Twenty Questions with Angélica Gorodischer

Interviews · Originals · January 24, 2004

Gabriel Mesa: You are a well-known writer, not only in Argentina but in the entire Spanish-speaking world. In the United States readers are beginning to know you due to the release of your book Kalpa Imperial by Small Beer Press, which was the main motivation for this interview. First of all let me congratulate you, as is this is an important event for those who are lovers not only of the fantastic but of Latin American literature generally. For our U.S. audience, could you give us a brief summary of your career as a writer?

Angélica Gorodischer: Thank you for your congratulations. As far as my career is concerned, at the age of seven I decided that I would be a writer. I had been reading a great deal since the age of five, and as we all know, writers are born from readers. My house was full of books, and books were my toys and my refuge. But then life arrives and smacks you on the head and you have to go to elementary school (“at the age of seven I had to interrupt my education to go to school,” as they say George Bernard Shaw said), then to high school, study languages, fight with your mother and your father and with the world in general, have a few boyfriends (preferably not all at the same time), go to college, marry, have children, etc. Until at the age of 30, the worst time to do these things, since I had a husband, three small children, a house, a garden, a dog, a cat and a job (as a librarian) outside of the house, I said it’s now or never and I started to write professionally. I won a crime fiction contest, and another contest with a book of short stories. I found in my life generous editors (Daniel Divinsky, Paco Porrúa, Jorge Sánchez) that published me even though I was an unknown. I did well. And one day I discovered science fiction, and I said, this is what I want to do. And I did, over the course of four or five books. I’ve written and published 20 books so far, not necessarily all SF, but the mark that SF leaves on a writer is very deep, and you definitely can’t say that I am a “realist” writer. I’ve written about all kinds of things and every one of my books is very different from the others, which delights me. You can say that I have carved a style out of all my various resources, out of being different in every book.

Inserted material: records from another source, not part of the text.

//! # Symbolic Lambdify Module
//!
//! Turns a symbolic expression of one variable into a native Rust closure
//! `f64 -> f64`. The closure is built recursively over the expression tree and
//! is the fast path for plot sampling where the same expression is evaluated
//! hundreds of times.

use crate::symbolic::symbolic_engine::Expr;
use std::f64::consts::PI;

impl Expr {
    /// Converts the symbolic expression into an executable Rust function of one variable.
    ///
    /// Every variable in the expression is treated as the single plotting variable, so
    /// this should only be called on expressions that passed variable discovery.
    ///
    /// # Returns
    /// Boxed closure that evaluates the expression at a point
    ///
    /// # Examples
    /// ```rust, ignore
    /// let expr = Expr::parse_expression("x^2 + 1").unwrap();
    /// let f = expr.lambdify1D();
    /// assert_eq!(f(2.0), 5.0);
    /// ```
    pub fn lambdify1D(&self) -> Box<dyn Fn(f64) -> f64> {
        match self {
            Expr::Var(_) => Box::new(|x| x),
            Expr::Const(val) => {
                let val = *val;
                Box::new(move |_| val)
            }
            Expr::Add(lhs, rhs) => {
                let lhs_fn = lhs.lambdify1D();
                let rhs_fn = rhs.lambdify1D();
                Box::new(move |x| lhs_fn(x) + rhs_fn(x))
            }
            Expr::Sub(lhs, rhs) => {
                let lhs_fn = lhs.lambdify1D();
                let rhs_fn = rhs.lambdify1D();
                Box::new(move |x| lhs_fn(x) - rhs_fn(x))
            }
            Expr::Mul(lhs, rhs) => {
                let lhs_fn = lhs.lambdify1D();
                let rhs_fn = rhs.lambdify1D();
                Box::new(move |x| lhs_fn(x) * rhs_fn(x))
            }
            Expr::Div(lhs, rhs) => {
                let lhs_fn = lhs.lambdify1D();
                let rhs_fn = rhs.lambdify1D();
                Box::new(move |x| lhs_fn(x) / rhs_fn(x))
            }
            Expr::Pow(base, exp) => {
                let base_fn = base.lambdify1D();
                let exp_fn = exp.lambdify1D();
                Box::new(move |x| base_fn(x).powf(exp_fn(x)))
            }
            Expr::Exp(expr) => {
                let expr_fn = expr.lambdify1D();
                Box::new(move |x| expr_fn(x).exp())
            }
            Expr::Ln(expr) => {
                let expr_fn = expr.lambdify1D();
                Box::new(move |x| expr_fn(x).ln())
            }
            Expr::sin(expr) => {
                let expr_fn = expr.lambdify1D();
                Box::new(move |x| expr_fn(x).sin())
            }
            Expr::cos(expr) => {
                let expr_fn = expr.lambdify1D();
                Box::new(move |x| expr_fn(x).cos())
            }
            Expr::tg(expr) => {
                let expr_fn = expr.lambdify1D();
                Box::new(move |x| expr_fn(x).tan())
            }
            Expr::ctg(expr) => {
                let expr_fn = expr.lambdify1D();
                Box::new(move |x| 1.0 / expr_fn(x).tan())
            }
            Expr::arcsin(expr) => {
                let expr_fn = expr.lambdify1D();
                Box::new(move |x| expr_fn(x).asin())
            }
            Expr::arccos(expr) => {
                let expr_fn = expr.lambdify1D();
                Box::new(move |x| expr_fn(x).acos())
            }
            Expr::arctg(expr) => {
                let expr_fn = expr.lambdify1D();
                Box::new(move |x| expr_fn(x).atan())
            }
            Expr::arcctg(expr) => {
                let expr_fn = expr.lambdify1D();
                Box::new(move |x| PI / 2.0 - expr_fn(x).atan())
            }
        }
    } // end of lambdify1D
}
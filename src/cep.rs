use std::fmt::Formatter;

use lazy_static::lazy_static;
use regex::Regex;

lazy_static! {
    static ref CEP_RE: Regex = Regex::new(r"^\d{5}-?\d{3}$")
        .expect("Could not create regex");
}

/// A validated CEP, stored as its 8 digits.
#[derive(Debug, Clone, PartialEq, Eq)]
pub struct Cep(String);

#[derive(Debug)]
pub struct InvalidCep {
    pub input: String
}

impl std::fmt::Display for InvalidCep {
    fn fmt(&self, f: &mut Formatter) -> std::fmt::Result {
        write!(f, "Invalid CEP: '{}'", self.input)
    }
}

impl Cep {
    /// Accepts `#####-###` and `########`, with surrounding whitespace.
    pub fn parse(input: &str) -> Result<Cep, InvalidCep> {
        let trimmed = input.trim();
        if !CEP_RE.is_match(trimmed) {
            return Err(InvalidCep { input: input.to_owned() });
        }
        Ok(Cep(trimmed.replace('-', "")))
    }

    /// The 8-digit form used in the request path.
    pub fn digits(&self) -> &str {
        &self.0
    }
}

impl std::fmt::Display for Cep {
    fn fmt(&self, f: &mut Formatter) -> std::fmt::Result {
        write!(f, "{}-{}", &self.0[..5], &self.0[5..])
    }
}
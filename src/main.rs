use std::process;

use clap::Parser;
use env_logger;
use indicatif::ProgressBar;
use log::{error, info, warn};
use reqwest::Client;

use crate::cep::Cep;
use crate::cli::Cli;
use crate::lookup::error::LookupError;
use crate::lookup::models::AddressRecord;

mod cep;
mod cli;
mod export;
mod lookup;
mod cep_tests;
mod export_tests;

#[actix_rt::main]
async fn main() {
    dotenv::dotenv().ok();
    if std::env::var("RUST_LOG").is_err() {
        std::env::set_var("RUST_LOG", "info");
    }
    env_logger::init();

    let cli = Cli::parse();

    let mut ceps = Vec::with_capacity(cli.ceps.len());
    for raw in &cli.ceps {
        match Cep::parse(raw) {
            Ok(cep) => { ceps.push(cep); },
            Err(err) => {
                error!("{}", err);
                process::exit(1);
            }
        }
    }

    let client = match lookup::build_client() {
        Ok(client) => client,
        Err(err) => {
            error!("Could not build HTTP client: {}", err);
            process::exit(1);
        }
    };

    let records = fetch_all(&client, &ceps).await;
    if records.is_empty() {
        error!("Could not save data: no CEP was found");
        process::exit(1);
    }

    if let Err(err) = export::write_records(&cli.output, &records) {
        error!("{}", err);
        process::exit(1);
    }
    info!("Saved {} address(es) to {}", records.len(), cli.output.display());
}

/// Sequential lookups; unresolved CEPs are logged and skipped.
async fn fetch_all(client: &Client, ceps: &[Cep]) -> Vec<AddressRecord> {
    let progress_bar = if ceps.len() > 1 {
        Some(ProgressBar::new(ceps.len() as u64))
    } else {
        None
    };

    let mut records = Vec::with_capacity(ceps.len());
    for cep in ceps {
        match lookup::fetch_address(client, cep).await {
            Ok(record) => { records.push(record); },
            Err(LookupError::CepNotFound) => {
                warn!("CEP {} not found", cep);
            },
            Err(err) => {
                error!("Error while fetching CEP {}: {}", cep, err);
            }
        }
        if let Some(pb) = &progress_bar {
            pb.inc(1);
        }
    }
    if let Some(pb) = &progress_bar {
        pb.finish_and_clear();
    }

    records
}
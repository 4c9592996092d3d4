#[cfg(test)]
mod tests {
    use std::fs;
    use std::fs::File;
    use std::io::Read;
    use std::path::Path;

    use tempfile::tempdir;
    use zip::ZipArchive;

    use crate::export::error::ExportError;
    use crate::export::{write_records, Format};
    use crate::lookup::models::AddressRecord;

    fn sample_record() -> AddressRecord {
        AddressRecord {
            cep: "01310-100".to_string(),
            street: "Avenida Paulista".to_string(),
            complement: "de 612 a 1510 - lado par".to_string(),
            unit: "".to_string(),
            neighborhood: "Bela Vista".to_string(),
            city: "São Paulo".to_string(),
            state: "SP".to_string(),
            ibge: "3550308".to_string(),
            gia: "1004".to_string(),
            ddd: "11".to_string(),
            siafi: "7107".to_string()
        }
    }

    #[test]
    fn test_format_from_extension() {
        assert_eq!(Format::from_path(Path::new("out.csv")).unwrap(), Format::Csv);
        assert_eq!(Format::from_path(Path::new("out.xlsx")).unwrap(), Format::Xlsx);
        // Extension matching is case-insensitive
        assert_eq!(Format::from_path(Path::new("OUT.XLSX")).unwrap(), Format::Xlsx);
    }

    #[test]
    fn test_format_rejects_unknown_extension() {
        let result = Format::from_path(Path::new("out.txt"));
        assert!(matches!(result, Err(ExportError::UnsupportedFormat(_))));

        let result = Format::from_path(Path::new("out"));
        assert!(matches!(result, Err(ExportError::UnsupportedFormat(_))));
    }

    #[test]
    fn test_write_csv_header_and_row() {
        let dir = tempdir().unwrap();
        let path = dir.path().join("endereco.csv");

        write_records(&path, &[sample_record()]).unwrap();

        let contents = fs::read_to_string(&path).unwrap();
        let mut lines = contents.lines();
        assert_eq!(
            lines.next(),
            Some("cep,street,complement,unit,neighborhood,city,state,ibge,gia,ddd,siafi")
        );
        assert_eq!(
            lines.next(),
            Some("01310-100,Avenida Paulista,de 612 a 1510 - lado par,,Bela Vista,São Paulo,SP,3550308,1004,11,7107")
        );
        assert_eq!(lines.next(), None);
    }

    #[test]
    fn test_write_csv_one_row_per_record() {
        let dir = tempdir().unwrap();
        let path = dir.path().join("enderecos.csv");

        let mut second = sample_record();
        second.cep = "03195-970".to_string();
        write_records(&path, &[sample_record(), second]).unwrap();

        let contents = fs::read_to_string(&path).unwrap();
        assert_eq!(contents.lines().count(), 3);
    }

    #[test]
    fn test_write_xlsx_package_layout() {
        let dir = tempdir().unwrap();
        let path = dir.path().join("endereco.xlsx");

        write_records(&path, &[sample_record()]).unwrap();

        let mut workbook = ZipArchive::new(File::open(&path).unwrap()).unwrap();
        for part in &[
            "[Content_Types].xml",
            "_rels/.rels",
            "xl/workbook.xml",
            "xl/_rels/workbook.xml.rels",
            "xl/worksheets/sheet1.xml"
        ] {
            assert!(workbook.by_name(part).is_ok(), "missing part '{}'", part);
        }
    }

    #[test]
    fn test_write_xlsx_sheet_rows() {
        let dir = tempdir().unwrap();
        let path = dir.path().join("endereco.xlsx");

        write_records(&path, &[sample_record()]).unwrap();

        let mut workbook = ZipArchive::new(File::open(&path).unwrap()).unwrap();
        let mut sheet = String::new();
        workbook
            .by_name("xl/worksheets/sheet1.xml")
            .unwrap()
            .read_to_string(&mut sheet)
            .unwrap();

        // Header row then one data row, cells addressed A..K
        assert!(sheet.contains(r#"<row r="1"><c r="A1" t="inlineStr"><is><t>cep</t></is></c>"#));
        assert!(sheet.contains(r#"<c r="B2" t="inlineStr"><is><t>Avenida Paulista</t></is></c>"#));
        assert!(sheet.contains(r#"<c r="K2""#));
        assert!(!sheet.contains(r#"<row r="3""#));
    }

    #[test]
    fn test_write_xlsx_escapes_markup() {
        let dir = tempdir().unwrap();
        let path = dir.path().join("endereco.xlsx");

        let mut record = sample_record();
        record.street = r#"Rua <Um> & "Dois""#.to_string();
        write_records(&path, &[record]).unwrap();

        let mut workbook = ZipArchive::new(File::open(&path).unwrap()).unwrap();
        let mut sheet = String::new();
        workbook
            .by_name("xl/worksheets/sheet1.xml")
            .unwrap()
            .read_to_string(&mut sheet)
            .unwrap();

        assert!(sheet.contains("Rua &lt;Um&gt; &amp; &quot;Dois&quot;"));
        assert!(!sheet.contains("<Um>"));
    }
}
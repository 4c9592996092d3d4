use std::path::Path;

use crate::export::error::ExportError;
use crate::lookup::models::AddressRecord;

pub mod error;
mod xlsx;

#[derive(Debug, PartialEq, Eq)]
pub enum Format {
    Csv,
    Xlsx
}

impl Format {
    /// Picks the output format from the path extension, case-insensitive.
    pub fn from_path(path: &Path) -> Result<Format, ExportError> {
        let extension = path
            .extension()
            .and_then(|ext| ext.to_str())
            .map(|ext| ext.to_ascii_lowercase());

        match extension.as_deref() {
            Some("csv") => Ok(Format::Csv),
            Some("xlsx") => Ok(Format::Xlsx),
            _ => Err(ExportError::UnsupportedFormat(path.display().to_string()))
        }
    }
}

/// Writes a header row plus one row per record.
pub fn write_records(
    path: &Path,
    records: &[AddressRecord]
) -> Result<(), ExportError> {
    match Format::from_path(path)? {
        Format::Csv => write_csv(path, records),
        Format::Xlsx => xlsx::write_workbook(path, records)
    }
}

fn write_csv(path: &Path, records: &[AddressRecord]) -> Result<(), ExportError> {
    let mut writer = csv::Writer::from_path(path)?;
    for record in records {
        writer.serialize(record)?;
    }
    writer.flush()?;

    Ok(())
}
use serde::{Deserialize, Serialize};

/// One resolved address, as returned by the ViaCEP API.
///
/// The API speaks Portuguese field names; they are renamed on
/// deserialization so the exported columns use the names below.
/// Fields the API omits default to empty strings.
#[derive(Debug, Clone, PartialEq, Deserialize, Serialize)]
pub struct AddressRecord {
    #[serde(default)]
    pub cep: String,
    #[serde(default, rename(deserialize = "logradouro"))]
    pub street: String,
    #[serde(default, rename(deserialize = "complemento"))]
    pub complement: String,
    #[serde(default, rename(deserialize = "unidade"))]
    pub unit: String,
    #[serde(default, rename(deserialize = "bairro"))]
    pub neighborhood: String,
    #[serde(default, rename(deserialize = "localidade"))]
    pub city: String,
    #[serde(default, rename(deserialize = "uf"))]
    pub state: String,
    #[serde(default)]
    pub ibge: String,
    #[serde(default)]
    pub gia: String,
    #[serde(default)]
    pub ddd: String,
    #[serde(default)]
    pub siafi: String
}

impl AddressRecord {
    /// Column order for tabular output. Must match the field order above.
    pub const HEADERS: [&'static str; 11] = [
        "cep",
        "street",
        "complement",
        "unit",
        "neighborhood",
        "city",
        "state",
        "ibge",
        "gia",
        "ddd",
        "siafi"
    ];

    pub fn values(&self) -> [&str; 11] {
        [
            &self.cep,
            &self.street,
            &self.complement,
            &self.unit,
            &self.neighborhood,
            &self.city,
            &self.state,
            &self.ibge,
            &self.gia,
            &self.ddd,
            &self.siafi
        ]
    }
}
use std::fmt::Formatter;

#[derive(Debug)]
pub enum LookupError {
    Http(Box<reqwest::Error>),
    UnexpectedStatus(reqwest::StatusCode),
    InvalidPayload(Box<serde_json::Error>),
    CepNotFound
}

impl std::fmt::Display for LookupError {
    fn fmt(&self, f: &mut Formatter) -> std::fmt::Result {
        let msg = match self {
            LookupError::Http(inner) => {
                format!("HTTP: {}", inner)
            },
            LookupError::UnexpectedStatus(status) => {
                format!("Unexpected status: {}", status)
            },
            LookupError::InvalidPayload(inner) => {
                format!("Invalid address payload: {}", inner)
            },
            LookupError::CepNotFound => {
                "CEP not found".into()
            }
        };
        write!(f, "Lookup error: {}", msg)
    }
}

impl From<reqwest::Error> for LookupError {
    fn from(error: reqwest::Error) -> Self {
        LookupError::Http(Box::new(error))
    }
}

impl From<serde_json::Error> for LookupError {
    fn from(error: serde_json::Error) -> Self {
        LookupError::InvalidPayload(Box::new(error))
    }
}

Gabriel Mesa: Looking back, what significance does Kalpa Imperial have to you in your career as a writer?

Angélica Gorodischer: I don’t know if the book is good or bad, that’s something I can’t judge, but I think it has a richness of language and many concepts that fold in on each another. I started out with the desire to write the Western version of The Thousand and One Nights, which was really quite pretentious of me. But Kalpa was what came out, and it tempted me even more as I wrote each story. A critic friend of mine says that it is “a manual for the good ruler.” I like that.

Gabriel Mesa: The translation of Kalpa Imperial was carried out by Ursula Le Guin, who is one of the most important writers of fantastic literature in the United States. What motivated Le Guin to work on this project, given that translation is obviously not her primary vocation? And how was your experience working with her?

Angélica Gorodischer: Ursula Le Guin and I met in 1988 when I was in the International Writing Program of the University of Iowa in Iowa City. They took us to Portland and I said, “I want to meet Ursula Le Guin!” And we met at a table in front of a marvelous bookstore, over cups of coffee, very Argentine-style. Since then we’ve sent each other letters and photographs and cards. She’s worked many times on translations, with Diana Bellessi, for example, who is one of our greatest poets. And for me, the fact that we would keep in touch word for word over Kalpa was the source of a very deep joy.